Former US President Barack Obama has warned of the "profoundly dangerous" consequences for democracy that a lack of mobilization among the Democratic electorate in the November 6 midterm elections could have.

Reported by: IANS Washington Published on: October 23, 2018 13:12 IST
Former US President Barack Obama

Former US President Barack Obama

Former US President Barack Obama has warned of the "profoundly dangerous" consequences for democracy that a lack of mobilization among the Democratic electorate in the November 6 midterm elections could have.

"This November's elections are more important than any I can remember in my lifetime, and that includes when I was on the ballot," Obama said at a Las Vegas political rally, reports Efe news. "Politicians say (that) every time ... (but) this one is really that important."

Although the former president never mentioned the name of his successor - Republican President Donald Trump - during his remarks, his speech was loaded with messages referring to him and he condemned Trump for taking credit for the country's buoyant economic situation.

"When you hear all this talk about economic miracles right now, remember who started it," Obama said, adding that he was a politician who based his words and his policies on facts, an apparent allusion to Trump, who has had to back off of his own remarks on numerous occasions because they proved to be factually incorrect.

"Unlike some, I actually try to state facts. I believe in facts. I believe in a fact-based reality and a fact-based politics. I don't believe in just making stuff up," said Obama, constantly urging his listeners to get out and vote to make sure that the progressive changes he implemented - but many of which Trump and congressional Republicans are trying to undo - were consolidated.

"Booing doesn't help anyone. Voting helps," America's first African-American president said before the excited and enthusiastic crowd of about 2,000 on the campus of the University of Nevada-Las Vegas.

Obama's presence at the campaign event for federal legislative candidates in Nevada was further enlivened by the performance of Colombian singer J Balvin, who got the crowd on its feet with his hit "Mi Gente" (My People).

The former President said that Democrats should get out and vote because it would be a "bad bet" for the nation to vote Republicans back into office, warning of "profoundly dangerous" consequences if Democrats failed to turn out on November 6 in this swing state and others around the country.

The Democratic former leader told the crowd that they wouldn't let their grandmothers tell them how they should dress, or their parents tell them what music they should listen to, asking them rhetorically that if they were so protective of these options then why don't they do the same for issues like protecting the environment?

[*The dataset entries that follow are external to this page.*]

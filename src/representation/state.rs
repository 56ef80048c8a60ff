//! The configured node for a single state value.

use super::action::{EntryAction, ExitAction};
use super::behaviour::TriggerBehaviour;
use super::graph::{StateGraph, StateId};
use crate::core::parameters::FireArgs;
use crate::core::{describe, State, Transition, Trigger};
use crate::error::{Result, StateMachineError};
use std::collections::{HashMap, HashSet};
use tracing::trace;

/// Trigger behaviours, entry/exit actions and hierarchy links of one state.
///
/// Super- and sub-state links are ids into the owning `StateGraph`; every
/// traversal takes the graph as an argument.
#[derive(Debug)]
pub(crate) struct StateRepresentation<S, T> {
    state: S,
    trigger_behaviours: HashMap<T, Vec<TriggerBehaviour<S, T>>>,
    entry_actions: Vec<EntryAction<S, T>>,
    exit_actions: Vec<ExitAction<S, T>>,
    super_state: Option<StateId>,
    sub_states: Vec<StateId>,
}

impl<S: State, T: Trigger> StateRepresentation<S, T> {
    pub(crate) fn new(state: S) -> Self {
        Self {
            state,
            trigger_behaviours: HashMap::new(),
            entry_actions: Vec::new(),
            exit_actions: Vec::new(),
            super_state: None,
            sub_states: Vec::new(),
        }
    }

    pub(crate) fn underlying_state(&self) -> &S {
        &self.state
    }

    pub(crate) fn super_state(&self) -> Option<StateId> {
        self.super_state
    }

    pub(crate) fn set_super_state(&mut self, super_state: StateId) {
        self.super_state = Some(super_state);
    }

    pub(crate) fn add_sub_state(&mut self, sub_state: StateId) {
        self.sub_states.push(sub_state);
    }

    pub(crate) fn add_trigger_behaviour(&mut self, behaviour: TriggerBehaviour<S, T>) {
        self.trigger_behaviours
            .entry(behaviour.trigger().clone())
            .or_default()
            .push(behaviour);
    }

    pub(crate) fn add_entry_action(&mut self, action: EntryAction<S, T>) {
        self.entry_actions.push(action);
    }

    pub(crate) fn add_exit_action(&mut self, action: ExitAction<S, T>) {
        self.exit_actions.push(action);
    }

    /// True if this state or one of its ancestors has a behaviour for
    /// `trigger` whose guard currently passes.
    pub(crate) fn can_handle(&self, trigger: &T, graph: &StateGraph<S, T>) -> bool {
        let local = self
            .trigger_behaviours
            .get(trigger)
            .is_some_and(|candidates| candidates.iter().any(|c| c.is_condition_met()));
        local
            || self
                .super_state
                .is_some_and(|id| graph.get(id).can_handle(trigger, graph))
    }

    /// Find the behaviour that handles `trigger`, searching this state first
    /// and then the super-state chain.
    pub(crate) fn try_find_handler<'g>(
        &'g self,
        trigger: &T,
        graph: &'g StateGraph<S, T>,
    ) -> Result<Option<&'g TriggerBehaviour<S, T>>> {
        if let Some(handler) = self.try_find_local_handler(trigger)? {
            return Ok(Some(handler));
        }
        match self.super_state {
            Some(id) => graph.get(id).try_find_handler(trigger, graph),
            None => Ok(None),
        }
    }

    fn try_find_local_handler(&self, trigger: &T) -> Result<Option<&TriggerBehaviour<S, T>>> {
        let Some(candidates) = self.trigger_behaviours.get(trigger) else {
            return Ok(None);
        };

        let mut result = None;
        for candidate in candidates.iter().filter(|c| c.is_condition_met()) {
            if result.is_some() {
                return Err(StateMachineError::AmbiguousGuards {
                    state: describe(&self.state),
                    trigger: describe(trigger),
                });
            }
            result = Some(candidate);
        }
        Ok(result)
    }

    /// Run entry actions for `transition`, entering ancestors first when the
    /// transition comes from outside this state's subtree.
    pub(crate) fn enter(
        &self,
        transition: &Transition<S, T>,
        args: FireArgs<'_>,
        graph: &StateGraph<S, T>,
    ) {
        if transition.is_reentry() {
            self.execute_entry_actions(transition, args);
        } else if !self.includes(transition.source(), graph) {
            if let Some(id) = self.super_state {
                graph.get(id).enter(transition, args, graph);
            }
            self.execute_entry_actions(transition, args);
        }
    }

    /// Run exit actions for `transition`, then exit ancestors when the
    /// destination lies outside this state's subtree.
    pub(crate) fn exit(&self, transition: &Transition<S, T>, graph: &StateGraph<S, T>) {
        if transition.is_reentry() {
            self.execute_exit_actions(transition);
        } else if !self.includes(transition.destination(), graph) {
            self.execute_exit_actions(transition);
            if let Some(id) = self.super_state {
                graph.get(id).exit(transition, graph);
            }
        }
    }

    /// True if `state` is this state or lies anywhere in its subtree.
    pub(crate) fn includes(&self, state: &S, graph: &StateGraph<S, T>) -> bool {
        *state == self.state
            || self
                .sub_states
                .iter()
                .any(|&id| graph.get(id).includes(state, graph))
    }

    /// True if `state` is this state or one of its ancestors.
    pub(crate) fn is_included_in(&self, state: &S, graph: &StateGraph<S, T>) -> bool {
        *state == self.state
            || self
                .super_state
                .is_some_and(|id| graph.get(id).is_included_in(state, graph))
    }

    /// Triggers with a currently passing guard here or in any ancestor.
    pub(crate) fn permitted_triggers(&self, graph: &StateGraph<S, T>) -> HashSet<T> {
        let mut triggers: HashSet<T> = self
            .trigger_behaviours
            .iter()
            .filter(|(_, candidates)| candidates.iter().any(|c| c.is_condition_met()))
            .map(|(trigger, _)| trigger.clone())
            .collect();
        if let Some(id) = self.super_state {
            triggers.extend(graph.get(id).permitted_triggers(graph));
        }
        triggers
    }

    fn execute_entry_actions(&self, transition: &Transition<S, T>, args: FireArgs<'_>) {
        trace!(state = ?self.state, actions = self.entry_actions.len(), "entering state");
        for action in &self.entry_actions {
            action.execute(transition, args);
        }
    }

    fn execute_exit_actions(&self, transition: &Transition<S, T>) {
        trace!(state = ?self.state, actions = self.exit_actions.len(), "exiting state");
        for action in &self.exit_actions {
            action.execute(transition);
        }
    }
}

He said that there was only one way to control abuses of power and that was the voters, adding that Trump's pressuring US Attorney General Jeff Sessions and the FBI to pursue political rivals is not what should be done in the US but rather is typical of some "dictatorships".

He said that his wife Michelle was not a candidate for President but she's out in public now telling people to vote because the antidote to a government for a few powerful people is a government with many people who are active and organised.